* [EXERCISE PROMPT]
Set down the entries once more exactly as they were written.

* [DATA]
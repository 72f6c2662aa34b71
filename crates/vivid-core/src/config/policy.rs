//! Password strength policy configuration.

use serde::{Deserialize, Serialize};

use crate::error::AppError;

/// Strength policy configuration.
#[derive(Debug, Clone, Serialize, Deserialize)]
pub struct PolicyConfig {
    /// Minimum password length in characters.
    #[serde(default = "default_min_length")]
    pub min_length: usize,
    /// Shortest identity fragment that counts as an overlap.
    #[serde(default = "default_min_fragment_length")]
    pub min_fragment_length: usize,
    /// Whether the built-in list of common passwords is consulted.
    #[serde(default = "default_true")]
    pub use_builtin_denylist: bool,
    /// Additional passwords to reject, matched case-insensitively.
    #[serde(default)]
    pub extra_denylist: Vec<String>,
    /// Optional zxcvbn score floor (0-4). Unset disables the check.
    #[serde(default)]
    pub min_entropy_score: Option<u8>,
}

impl PolicyConfig {
    /// Validates policy bounds.
    pub fn validate(&self) -> Result<(), AppError> {
        if self.min_length == 0 {
            return Err(AppError::configuration(
                "policy.min_length must be at least 1",
            ));
        }
        if self.min_fragment_length < 2 {
            return Err(AppError::configuration(
                "policy.min_fragment_length must be at least 2",
            ));
        }
        if let Some(score) = self.min_entropy_score {
            if score > 4 {
                return Err(AppError::configuration(format!(
                    "policy.min_entropy_score must be between 0 and 4, got {score}"
                )));
            }
        }
        Ok(())
    }
}

impl Default for PolicyConfig {
    fn default() -> Self {
        Self {
            min_length: default_min_length(),
            min_fragment_length: default_min_fragment_length(),
            use_builtin_denylist: true,
            extra_denylist: Vec::new(),
            min_entropy_score: None,
        }
    }
}

fn default_min_length() -> usize {
    8
}

fn default_min_fragment_length() -> usize {
    3
}

fn default_true() -> bool {
    true
}
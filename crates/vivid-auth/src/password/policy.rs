//! Password strength policy for new passwords.

use tracing::debug;
use zeroize::Zeroizing;

use vivid_core::config::policy::PolicyConfig;

use super::denylist::Denylist;
use super::similarity;
use super::verdict::{Candidate, PolicyVerdict, VerdictReason};

/// Decides whether a password is acceptable for an account.
///
/// Checks run in a fixed order and the first failure wins:
///
/// 1. length
/// 2. denylist
/// 3. uppercase, lowercase, digit
/// 4. overlap with the username
/// 5. overlap with the display name (when present and different from the
///    username)
/// 6. zxcvbn entropy floor (only when configured)
///
/// The policy holds no mutable state and can be shared freely across
/// threads.
#[derive(Debug, Clone)]
pub struct StrengthPolicy {
    /// Minimum password length in characters.
    min_length: usize,
    /// Shortest identity fragment that counts as an overlap.
    min_fragment_length: usize,
    /// Rejected passwords, lowercased.
    denylist: Denylist,
    /// Optional entropy floor.
    min_entropy: Option<zxcvbn::Score>,
}

impl StrengthPolicy {
    /// Creates a policy from configuration.
    pub fn new(config: &PolicyConfig) -> Self {
        let mut denylist = if config.use_builtin_denylist {
            Denylist::builtin()
        } else {
            Denylist::new()
        };
        denylist.extend(&config.extra_denylist);

        Self {
            min_length: config.min_length,
            min_fragment_length: config.min_fragment_length,
            denylist,
            min_entropy: config.min_entropy_score.map(score_floor),
        }
    }

    /// Evaluates a candidate triple.
    pub fn evaluate_candidate(&self, candidate: &Candidate) -> PolicyVerdict {
        self.evaluate(
            candidate.password(),
            &candidate.username,
            candidate.display_name.as_deref(),
        )
    }

    /// Evaluates `password` for the account identified by `username` and
    /// `display_name`.
    pub fn evaluate(
        &self,
        password: &str,
        username: &str,
        display_name: Option<&str>,
    ) -> PolicyVerdict {
        let verdict = self.run_checks(password, username, display_name);
        if !verdict.is_accepted() {
            debug!(reason = %verdict.reason(), "Password rejected by strength policy");
        }
        verdict
    }

    fn run_checks(
        &self,
        password: &str,
        username: &str,
        display_name: Option<&str>,
    ) -> PolicyVerdict {
        if password.trim().is_empty() || username.trim().is_empty() {
            return PolicyVerdict::reject(VerdictReason::MissingInput);
        }

        if password.chars().count() < self.min_length {
            return PolicyVerdict::reject_with(
                VerdictReason::TooShort,
                format!(
                    "Password must be at least {} characters long",
                    self.min_length
                ),
            );
        }

        let lower_password = Zeroizing::new(password.to_lowercase());

        if self.denylist.contains(&lower_password) {
            return PolicyVerdict::reject(VerdictReason::TooCommon);
        }

        if !password.chars().any(|c| c.is_ascii_uppercase()) {
            return PolicyVerdict::reject(VerdictReason::MissingUppercase);
        }

        if !password.chars().any(|c| c.is_ascii_lowercase()) {
            return PolicyVerdict::reject(VerdictReason::MissingLowercase);
        }

        if !password.chars().any(|c| c.is_ascii_digit()) {
            return PolicyVerdict::reject(VerdictReason::MissingDigit);
        }

        let lower_username = username.to_lowercase();
        if similarity::overlaps(&lower_password, &lower_username, self.min_fragment_length) {
            return PolicyVerdict::reject(VerdictReason::ContainsUsername);
        }

        let display_name = display_name.filter(|name| !name.trim().is_empty());
        if let Some(name) = display_name {
            let lower_name = name.to_lowercase();
            if lower_name != lower_username
                && similarity::overlaps(&lower_password, &lower_name, self.min_fragment_length)
            {
                return PolicyVerdict::reject(VerdictReason::ContainsDisplayName);
            }
        }

        if let Some(floor) = self.min_entropy {
            let mut user_inputs = vec![username];
            user_inputs.extend(display_name);
            let estimate = zxcvbn::zxcvbn(password, &user_inputs);
            if estimate.score() < floor {
                return PolicyVerdict::reject(VerdictReason::LowEntropy);
            }
        }

        PolicyVerdict::accept()
    }
}

impl Default for StrengthPolicy {
    fn default() -> Self {
        Self::new(&PolicyConfig::default())
    }
}

fn score_floor(score: u8) -> zxcvbn::Score {
    match score {
        0 => zxcvbn::Score::Zero,
        1 => zxcvbn::Score::One,
        2 => zxcvbn::Score::Two,
        3 => zxcvbn::Score::Three,
        _ => zxcvbn::Score::Four,
    }
}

* [RESULT FOR THIS TASK]
repository 72f6c2662aa34b71
filename crates/vivid-core/src/config/policy.rs
//! Password strength policy configuration.

use serde::{Deserialize, Serialize};

use crate::error::AppError;

/// Strength policy configuration.
#[derive(Debug, Clone, Serialize, Deserialize)]
pub struct PolicyConfig {
    /// Minimum password length in characters.
    #[serde(default = "default_min_length")]
    pub min_length: usize,
    /// Shortest identity fragment that counts as an overlap.
    #[serde(default = "default_min_fragment_length")]
    pub min_fragment_length: usize,
    /// Whether the built-in list of common passwords is consulted.
    #[serde(default = "default_true")]
    pub use_builtin_denylist: bool,
    /// Additional passwords to reject, matched case-insensitively.
    #[serde(default)]
    pub extra_denylist: Vec<String>,
    /// Optional zxcvbn score floor (0-4). Unset disables the check.
    #[serde(default)]
    pub min_entropy_score: Option<u8>,
}

impl PolicyConfig {
    /// Validates policy bounds.
    pub fn validate(&self) -> Result<(), AppError> {
        if self.min_length == 0 {
            return Err(AppError::configuration(
                "policy.min_length must be at least 1",
            ));
        }
        if self.min_fragment_length < 2 {
            return Err(AppError::configuration(
                "policy.min_fragment_length must be at least 2",
            ));
        }
        if let Some(score) = self.min_entropy_score {
            if score > 4 {
                return Err(AppError::configuration(format!(
                    "policy.min_entropy_score must be between 0 and 4, got {score}"
                )));
            }
        }
        Ok(())
    }
}

impl Default for PolicyConfig {
    fn default() -> Self {
        Self {
            min_length: default_min_length(),
            min_fragment_length: default_min_fragment_length(),
            use_builtin_denylist: true,
            extra_denylist: Vec::new(),
            min_entropy_score: None,
        }
    }
}

fn default_min_length() -> usize {
    8
}

fn default_min_fragment_length() -> usize {
    3
}

fn default_true() -> bool {
    true
}
filename crates/vivid-auth/src/password/policy.rs
//! Password strength policy for new passwords.

use tracing::debug;
use zeroize::Zeroizing;

use vivid_core::config::policy::PolicyConfig;

use super::denylist::Denylist;
use super::similarity;
use super::verdict::{Candidate, PolicyVerdict, VerdictReason};

/// Decides whether a password is acceptable for an account.
///
/// Checks run in a fixed order and the first failure wins:
///
/// 1. length
/// 2. denylist
/// 3. uppercase, lowercase, digit
/// 4. overlap with the username
/// 5. overlap with the display name (when present and different from the
///    username)
/// 6. zxcvbn entropy floor (only when configured)
///
/// The policy holds no mutable state and can be shared freely across
/// threads.
#[derive(Debug, Clone)]
pub struct StrengthPolicy {
    /// Minimum password length in characters.
    min_length: usize,
    /// Shortest identity fragment that counts as an overlap.
    min_fragment_length: usize,
    /// Rejected passwords, lowercased.
    denylist: Denylist,
    /// Optional entropy floor.
    min_entropy: Option<zxcvbn::Score>,
}

impl StrengthPolicy {
    /// Creates a policy from configuration.
    pub fn new(config: &PolicyConfig) -> Self {
        let mut denylist = if config.use_builtin_denylist {
            Denylist::builtin()
        } else {
            Denylist::new()
        };
        denylist.extend(&config.extra_denylist);

        Self {
            min_length: config.min_length,
            min_fragment_length: config.min_fragment_length,
            denylist,
            min_entropy: config.min_entropy_score.map(score_floor),
        }
    }

    /// Evaluates a candidate triple.
    pub fn evaluate_candidate(&self, candidate: &Candidate) -> PolicyVerdict {
        self.evaluate(
            candidate.password(),
            &candidate.username,
            candidate.display_name.as_deref(),
        )
    }

    /// Evaluates `password` for the account identified by `username` and
    /// `display_name`.
    pub fn evaluate(
        &self,
        password: &str,
        username: &str,
        display_name: Option<&str>,
    ) -> PolicyVerdict {
        let verdict = self.run_checks(password, username, display_name);
        if !verdict.is_accepted() {
            debug!(reason = %verdict.reason(), "Password rejected by strength policy");
        }
        verdict
    }

    fn run_checks(
        &self,
        password: &str,
        username: &str,
        display_name: Option<&str>,
    ) -> PolicyVerdict {
        if password.trim().is_empty() || username.trim().is_empty() {
            return PolicyVerdict::reject(VerdictReason::MissingInput);
        }

        if password.chars().count() < self.min_length {
            return PolicyVerdict::reject_with(
                VerdictReason::TooShort,
                format!(
                    "Password must be at least {} characters long",
                    self.min_length
                ),
            );
        }

        let lower_password = Zeroizing::new(password.to_lowercase());

        if self.denylist.contains(&lower_password) {
            return PolicyVerdict::reject(VerdictReason::TooCommon);
        }

        if !password.chars().any(|c| c.is_ascii_uppercase()) {
            return PolicyVerdict::reject(VerdictReason::MissingUppercase);
        }

        if !password.chars().any(|c| c.is_ascii_lowercase()) {
            return PolicyVerdict::reject(VerdictReason::MissingLowercase);
        }

        if !password.chars().any(|c| c.is_ascii_digit()) {
            return PolicyVerdict::reject(VerdictReason::MissingDigit);
        }

        let lower_username = username.to_lowercase();
        if similarity::overlaps(&lower_password, &lower_username, self.min_fragment_length) {
            return PolicyVerdict::reject(VerdictReason::ContainsUsername);
        }

        let display_name = display_name.filter(|name| !name.trim().is_empty());
        if let Some(name) = display_name {
            let lower_name = name.to_lowercase();
            if lower_name != lower_username
                && similarity::overlaps(&lower_password, &lower_name, self.min_fragment_length)
            {
                return PolicyVerdict::reject(VerdictReason::ContainsDisplayName);
            }
        }

        if let Some(floor) = self.min_entropy {
            let mut user_inputs = vec![username];
            user_inputs.extend(display_name);
            let estimate = zxcvbn::zxcvbn(password, &user_inputs);
            if estimate.score() < floor {
                return PolicyVerdict::reject(VerdictReason::LowEntropy);
            }
        }

        PolicyVerdict::accept()
    }
}

impl Default for StrengthPolicy {
    fn default() -> Self {
        Self::new(&PolicyConfig::default())
    }
}

fn score_floor(score: u8) -> zxcvbn::Score {
    match score {
        0 => zxcvbn::Score::Zero,
        1 => zxcvbn::Score::One,
        2 => zxcvbn::Score::Two,
        3 => zxcvbn::Score::Three,
        _ => zxcvbn::Score::Four,
    }
}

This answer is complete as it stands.